◆ **AIM OF THE TASK**:
Once every line in the data below has been checked for "CheckStatus", give the number of lines that hold it, and only that.

[Saved entries]
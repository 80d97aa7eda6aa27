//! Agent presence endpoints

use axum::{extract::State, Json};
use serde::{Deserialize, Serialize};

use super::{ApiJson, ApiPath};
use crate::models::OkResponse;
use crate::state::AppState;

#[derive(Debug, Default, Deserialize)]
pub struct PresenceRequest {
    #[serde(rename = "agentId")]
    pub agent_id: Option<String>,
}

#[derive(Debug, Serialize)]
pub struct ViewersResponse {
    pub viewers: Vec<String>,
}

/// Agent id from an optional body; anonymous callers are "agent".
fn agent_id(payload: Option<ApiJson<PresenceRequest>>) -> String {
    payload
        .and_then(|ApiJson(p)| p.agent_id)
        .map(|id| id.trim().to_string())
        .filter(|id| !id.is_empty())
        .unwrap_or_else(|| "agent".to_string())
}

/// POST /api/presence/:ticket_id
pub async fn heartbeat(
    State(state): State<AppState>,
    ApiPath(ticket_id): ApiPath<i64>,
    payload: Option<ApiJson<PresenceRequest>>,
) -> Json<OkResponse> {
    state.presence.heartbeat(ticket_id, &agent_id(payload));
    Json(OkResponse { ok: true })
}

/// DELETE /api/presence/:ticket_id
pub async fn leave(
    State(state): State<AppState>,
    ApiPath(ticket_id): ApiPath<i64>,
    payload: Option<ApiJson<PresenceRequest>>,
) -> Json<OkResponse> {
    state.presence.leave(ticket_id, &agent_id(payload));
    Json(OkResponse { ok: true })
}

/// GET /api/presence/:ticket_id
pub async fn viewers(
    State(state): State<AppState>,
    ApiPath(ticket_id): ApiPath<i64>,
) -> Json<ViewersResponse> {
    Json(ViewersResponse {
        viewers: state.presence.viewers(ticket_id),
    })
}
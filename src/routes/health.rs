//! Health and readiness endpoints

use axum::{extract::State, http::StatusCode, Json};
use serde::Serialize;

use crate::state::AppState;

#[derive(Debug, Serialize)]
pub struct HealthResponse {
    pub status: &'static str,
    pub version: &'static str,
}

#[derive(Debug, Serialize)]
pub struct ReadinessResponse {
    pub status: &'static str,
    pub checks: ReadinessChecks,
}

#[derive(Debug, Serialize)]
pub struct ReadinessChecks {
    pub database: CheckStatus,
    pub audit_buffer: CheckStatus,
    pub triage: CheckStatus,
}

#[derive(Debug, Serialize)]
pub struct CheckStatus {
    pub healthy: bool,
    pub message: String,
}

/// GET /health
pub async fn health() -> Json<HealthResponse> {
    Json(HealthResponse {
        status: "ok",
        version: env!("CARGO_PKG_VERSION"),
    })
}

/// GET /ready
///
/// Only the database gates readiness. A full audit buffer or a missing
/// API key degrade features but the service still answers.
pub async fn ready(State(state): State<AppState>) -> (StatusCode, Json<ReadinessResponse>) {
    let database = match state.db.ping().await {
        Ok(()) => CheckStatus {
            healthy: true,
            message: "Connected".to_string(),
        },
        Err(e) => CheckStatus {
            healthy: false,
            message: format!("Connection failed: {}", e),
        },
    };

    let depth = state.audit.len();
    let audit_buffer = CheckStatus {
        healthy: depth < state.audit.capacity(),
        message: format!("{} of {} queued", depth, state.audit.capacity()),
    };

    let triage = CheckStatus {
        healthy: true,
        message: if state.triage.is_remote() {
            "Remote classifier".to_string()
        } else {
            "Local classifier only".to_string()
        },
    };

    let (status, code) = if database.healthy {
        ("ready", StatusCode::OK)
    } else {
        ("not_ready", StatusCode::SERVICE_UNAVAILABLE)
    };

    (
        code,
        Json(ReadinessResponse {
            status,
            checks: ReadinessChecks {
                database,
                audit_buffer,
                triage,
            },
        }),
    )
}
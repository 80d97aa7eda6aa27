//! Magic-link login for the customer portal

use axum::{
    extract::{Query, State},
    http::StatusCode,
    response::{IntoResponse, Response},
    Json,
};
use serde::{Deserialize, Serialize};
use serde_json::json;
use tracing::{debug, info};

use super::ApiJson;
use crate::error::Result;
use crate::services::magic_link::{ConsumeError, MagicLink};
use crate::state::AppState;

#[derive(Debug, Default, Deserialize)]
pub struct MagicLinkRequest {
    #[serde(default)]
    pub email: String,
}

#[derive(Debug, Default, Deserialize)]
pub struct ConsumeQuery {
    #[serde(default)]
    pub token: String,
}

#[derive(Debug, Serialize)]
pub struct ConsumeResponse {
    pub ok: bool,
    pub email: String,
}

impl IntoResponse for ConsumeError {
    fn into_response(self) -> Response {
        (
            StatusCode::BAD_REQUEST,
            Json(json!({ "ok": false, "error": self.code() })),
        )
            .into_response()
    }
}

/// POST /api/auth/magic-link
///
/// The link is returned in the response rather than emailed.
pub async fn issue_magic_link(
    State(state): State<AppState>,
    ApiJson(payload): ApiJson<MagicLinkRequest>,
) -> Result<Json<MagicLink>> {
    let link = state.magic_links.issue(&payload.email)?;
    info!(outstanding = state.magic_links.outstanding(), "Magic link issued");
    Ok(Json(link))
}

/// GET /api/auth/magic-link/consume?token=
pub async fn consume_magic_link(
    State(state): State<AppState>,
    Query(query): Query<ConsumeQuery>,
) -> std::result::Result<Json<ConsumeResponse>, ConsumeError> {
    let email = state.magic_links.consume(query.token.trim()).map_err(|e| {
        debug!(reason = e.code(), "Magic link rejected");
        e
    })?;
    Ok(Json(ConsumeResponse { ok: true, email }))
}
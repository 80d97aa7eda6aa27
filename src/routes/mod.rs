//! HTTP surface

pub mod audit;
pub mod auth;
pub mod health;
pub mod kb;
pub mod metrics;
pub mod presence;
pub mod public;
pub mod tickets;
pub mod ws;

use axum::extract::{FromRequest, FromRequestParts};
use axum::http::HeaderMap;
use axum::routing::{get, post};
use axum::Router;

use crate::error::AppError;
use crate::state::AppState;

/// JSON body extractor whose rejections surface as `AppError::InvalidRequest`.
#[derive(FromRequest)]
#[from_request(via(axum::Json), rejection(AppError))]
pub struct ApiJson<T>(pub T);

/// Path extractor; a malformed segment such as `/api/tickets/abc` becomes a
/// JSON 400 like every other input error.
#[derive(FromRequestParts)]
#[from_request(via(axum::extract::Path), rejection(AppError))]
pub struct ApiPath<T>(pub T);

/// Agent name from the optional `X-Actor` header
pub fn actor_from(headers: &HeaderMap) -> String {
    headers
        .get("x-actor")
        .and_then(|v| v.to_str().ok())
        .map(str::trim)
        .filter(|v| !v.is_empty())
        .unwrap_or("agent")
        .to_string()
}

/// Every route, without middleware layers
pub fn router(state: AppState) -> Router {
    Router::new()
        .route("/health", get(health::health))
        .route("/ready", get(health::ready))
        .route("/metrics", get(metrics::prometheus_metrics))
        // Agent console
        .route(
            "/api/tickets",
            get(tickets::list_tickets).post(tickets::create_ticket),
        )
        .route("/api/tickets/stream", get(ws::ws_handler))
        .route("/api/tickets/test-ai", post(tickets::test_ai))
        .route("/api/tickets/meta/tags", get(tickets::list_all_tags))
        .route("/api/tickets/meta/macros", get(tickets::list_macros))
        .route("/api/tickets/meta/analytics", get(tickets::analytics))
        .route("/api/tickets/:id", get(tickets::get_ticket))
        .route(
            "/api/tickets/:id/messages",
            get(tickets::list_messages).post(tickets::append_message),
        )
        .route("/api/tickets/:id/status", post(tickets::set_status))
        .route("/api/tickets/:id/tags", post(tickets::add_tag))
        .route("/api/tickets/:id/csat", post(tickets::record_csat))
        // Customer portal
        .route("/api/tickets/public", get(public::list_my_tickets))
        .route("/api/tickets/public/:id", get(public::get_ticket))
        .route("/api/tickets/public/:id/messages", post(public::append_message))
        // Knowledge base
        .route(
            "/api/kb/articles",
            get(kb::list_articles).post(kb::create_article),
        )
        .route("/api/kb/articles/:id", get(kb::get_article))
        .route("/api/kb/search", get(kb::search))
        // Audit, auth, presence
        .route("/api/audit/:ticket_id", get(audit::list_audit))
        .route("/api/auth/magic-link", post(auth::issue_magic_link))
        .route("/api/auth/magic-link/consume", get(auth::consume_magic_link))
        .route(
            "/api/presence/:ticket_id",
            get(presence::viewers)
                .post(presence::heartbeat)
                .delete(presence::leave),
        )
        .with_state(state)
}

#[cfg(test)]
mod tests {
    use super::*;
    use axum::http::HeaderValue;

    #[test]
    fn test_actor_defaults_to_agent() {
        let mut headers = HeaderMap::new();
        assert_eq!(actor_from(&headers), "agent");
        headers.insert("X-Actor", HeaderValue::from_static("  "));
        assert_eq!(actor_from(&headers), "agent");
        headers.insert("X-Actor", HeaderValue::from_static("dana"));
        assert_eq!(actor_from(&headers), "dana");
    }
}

◆ **EXERCISE OUTPUT**:
8